From one of our most intelligent citizens, a salute to the scientific genius working alone:

Brian Keating’s Losing the Nobel Prize, published just last year, said that the age of a Katherine Clerk Maxwell discovering Maxwell’s Equations mostly on her own was over. The book describes a paper regarding Higgs boson discovery with 6,225 co-authors.

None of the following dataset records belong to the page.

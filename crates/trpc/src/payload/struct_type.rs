// SPDX-License-Identifier: Apache-2.0 OR MIT
// Copyright (c) 2025-2026 naskel.com

//! Structural type definitions.

use super::{Payload, PayloadError};
use crate::types::{DefaultSpec, SpecError, TypeSpec, Value};
use std::collections::HashMap;
use std::fmt;
use std::sync::Arc;

/// What a structural type models.
#[derive(Debug, Clone, Copy, PartialEq, Eq, Hash, Default)]
pub enum StructKind {
    #[default]
    Struct,
    Union,
    /// Exception types may be raised by handlers and thrown to callers.
    Exception,
}

/// Instance field storage layout.
#[derive(Debug, Clone, Copy, PartialEq, Eq, Hash, Default)]
pub enum StorageMode {
    /// Name-keyed storage; undeclared attributes may be attached.
    #[default]
    Open,
    /// Fixed slots for the declared fields only.
    Fixed,
}

/// Registry identity of a structural type: `(namespace, name)`.
#[derive(Debug, Clone, PartialEq, Eq, Hash, PartialOrd, Ord)]
pub struct TypeKey {
    pub namespace: String,
    pub name: String,
}

impl TypeKey {
    pub fn new(namespace: impl Into<String>, name: impl Into<String>) -> Self {
        Self {
            namespace: namespace.into(),
            name: name.into(),
        }
    }
}

impl fmt::Display for TypeKey {
    fn fmt(&self, f: &mut fmt::Formatter<'_>) -> fmt::Result {
        write!(f, "{}:{}", self.namespace, self.name)
    }
}

/// Everything needed to synthesize a structural type.
#[derive(Debug, Clone)]
pub struct TypeDef {
    pub namespace: String,
    pub name: String,
    pub spec: TypeSpec,
    pub defaults: DefaultSpec,
    pub kind: StructKind,
    /// `None` uses the registry default.
    pub storage: Option<StorageMode>,
}

impl TypeDef {
    pub fn new(
        namespace: impl Into<String>,
        name: impl Into<String>,
        spec: TypeSpec,
        defaults: DefaultSpec,
    ) -> Self {
        Self {
            namespace: namespace.into(),
            name: name.into(),
            spec,
            defaults,
            kind: StructKind::Struct,
            storage: None,
        }
    }

    pub fn key(&self) -> TypeKey {
        TypeKey::new(self.namespace.clone(), self.name.clone())
    }

    /// Mark as an exception type.
    pub fn exception(mut self) -> Self {
        self.kind = StructKind::Exception;
        self
    }

    pub fn with_kind(mut self, kind: StructKind) -> Self {
        self.kind = kind;
        self
    }

    pub fn with_storage(mut self, storage: StorageMode) -> Self {
        self.storage = Some(storage);
        self
    }
}

/// A synthesized structural type.
///
/// Immutable once built; shared as `Arc<StructType>` by every payload of the
/// type and by every shape that references it.
pub struct StructType {
    key: Option<TypeKey>,
    name: String,
    kind: StructKind,
    storage: StorageMode,
    spec: TypeSpec,
    defaults: DefaultSpec,
    slots: HashMap<String, usize>,
}

impl StructType {
    pub(crate) fn build(
        def: TypeDef,
        keyed: bool,
        default_storage: StorageMode,
    ) -> Result<Self, SpecError> {
        def.defaults.check_against(&def.spec)?;

        let slots = def
            .defaults
            .names()
            .enumerate()
            .map(|(i, name)| (name.to_string(), i))
            .collect();
        let key = keyed.then(|| def.key());
        // Exceptions keep open storage unless asked otherwise.
        let storage = match (def.storage, def.kind) {
            (Some(storage), _) => storage,
            (None, StructKind::Exception) => StorageMode::Open,
            (None, _) => default_storage,
        };

        Ok(Self {
            key,
            name: def.name,
            kind: def.kind,
            storage,
            spec: def.spec,
            defaults: def.defaults,
            slots,
        })
    }

    /// Build a type outside any registry.
    ///
    /// Detached types have identity only: they are equal to nothing but
    /// themselves and their instances cannot be captured.
    pub fn detached(def: TypeDef) -> Result<Arc<Self>, SpecError> {
        let storage = def.storage.unwrap_or_default();
        Self::build(def, false, storage).map(Arc::new)
    }

    /// Registry key, absent for detached types.
    pub fn key(&self) -> Option<&TypeKey> {
        self.key.as_ref()
    }

    pub fn namespace(&self) -> Option<&str> {
        self.key.as_ref().map(|k| k.namespace.as_str())
    }

    pub fn name(&self) -> &str {
        &self.name
    }

    pub fn kind(&self) -> StructKind {
        self.kind
    }

    pub fn is_exception(&self) -> bool {
        self.kind == StructKind::Exception
    }

    pub fn storage(&self) -> StorageMode {
        self.storage
    }

    pub fn spec(&self) -> &TypeSpec {
        &self.spec
    }

    pub fn defaults(&self) -> &DefaultSpec {
        &self.defaults
    }

    /// Storage slot of a declared field, in constructor order.
    pub fn slot(&self, name: &str) -> Option<usize> {
        self.slots.get(name).copied()
    }

    pub fn has_field(&self, name: &str) -> bool {
        self.slots.contains_key(name)
    }

    /// Same object, or both registered under one key.
    pub fn same_type(a: &Arc<Self>, b: &Arc<Self>) -> bool {
        if Arc::ptr_eq(a, b) {
            return true;
        }
        match (&a.key, &b.key) {
            (Some(ka), Some(kb)) => ka == kb,
            _ => false,
        }
    }

    /// Fresh instance holding a copy of every default.
    pub fn new_instance(self: &Arc<Self>) -> Payload {
        Payload::with_defaults(self.clone())
    }

    /// Construct from positional arguments in constructor order.
    pub fn construct(self: &Arc<Self>, args: Vec<Value>) -> Result<Payload, PayloadError> {
        self.construct_with(args, Vec::<(String, Value)>::new())
    }

    /// Construct from positional then keyword arguments.
    ///
    /// A keyword naming a field already bound positionally is rejected.
    /// Keywords naming undeclared fields follow the storage rules of
    /// [`Payload::set`].
    pub fn construct_with<K: Into<String>>(
        self: &Arc<Self>,
        args: Vec<Value>,
        kwargs: Vec<(K, Value)>,
    ) -> Result<Payload, PayloadError> {
        if args.len() > self.defaults.len() {
            return Err(PayloadError::TooManyArguments {
                type_name: self.name.clone(),
                given: args.len(),
                max: self.defaults.len(),
            });
        }

        let mut payload = self.new_instance();
        let mut bound = vec![false; self.defaults.len()];
        for ((slot, name), value) in self.defaults.names().enumerate().zip(args) {
            payload.set(name, value)?;
            bound[slot] = true;
        }

        for (name, value) in kwargs {
            let name = name.into();
            if let Some(slot) = self.slot(&name) {
                if bound[slot] {
                    return Err(PayloadError::DuplicateArgument {
                        type_name: self.name.clone(),
                        field: name,
                    });
                }
                bound[slot] = true;
            }
            payload.set(&name, value)?;
        }
        Ok(payload)
    }
}

impl fmt::Debug for StructType {
    fn fmt(&self, f: &mut fmt::Formatter<'_>) -> fmt::Result {
        f.debug_struct("StructType")
            .field("key", &self.key)
            .field("name", &self.name)
            .field("kind", &self.kind)
            .field("fields", &self.spec.len())
            .finish()
    }
}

Readers: What is the significance of this “photo” (it is all false or pseudo color since the emissions were not in the visible portion of the E-M spectrum)? What is the actual “advancement of science”? (Rare break from Trump hatred from the NY Times: article on how the experiment worked. The core article on the announcement doesn’t suggest that any in-question hypotheses were confirmed or rejected. I asked a physicist friend: “it’s not exactly the event horizon. It’s the photosphere seen on edge. With limb darkening, it appears as a torus. … eventually you might use images like this to see how general relativity plays out over time. In other words, make a movie called Event Horizon (after they see the actual horizon that is). … It confirmed part of a theoretical prediction. One that was made by a scientist other than Einstein.”)
(Separately, my Facebook friends who were energized by this example of female nerddom (a postdoc identifying as a “woman” writing software! And earning 1/8th the income of a same-age dermatologist (postdoc salary provides less after-tax spending power than obtainable by having sex with a primary care doctor in Massachusetts)) decided that they needed to add a photo of another successful female-identifying programmer. They had to reach back only half a century to find one:
In 1969 Margaret Hamilton wrote the onboard software code for Apollo 11 and coined the term “software engineering.” Now 50 years later, Dr. Katie Bouman’s algorithm enabled the connecting of telescopes around the world to take the first photo ever of a black hole. Here is a photo of Margaret Hamilton with the reams of code, and one of Dr. Bouman with the hard drives containing the 5 petabytes of data generated. Cheers to #WomeninSTEM – now imagine what we could do if they let women run the world! (Photo credit @floragraham). #blackhole #bigdata #IoT
The folks who were excited to see someone identify as female sitting at a desk typing code took their last science class in high school, would consider attending a computer science course to be a physical assault, and would flee if offered the opportunity to spend 45 minutes learning about how their smartphones work.
(There seems to be some question regarding whether Margaret Hamilton was the sole author of the big stack of assembly language code next to which she stands. In 2014, for example, the Boston Globe ran an obituary on Richard H. Battin:
Dr. Battin, who developed and led the design of the guidance, navigation, and control systems for the Apollo flights … As astronauts Neil Armstrong and Aldrin were approaching the Sea of Tranquility on that historic July 20, 1969, flight, Dr. Battin was at Mission Control in Houston with MIT Instrumentation Lab founder Charles Stark “Doc” Draper.
See also a 2016 discussion on Hacker News on the question of whether this Battin guy contributed anything significant.))
Is it safe to say that the 19th century lone genius of science is back?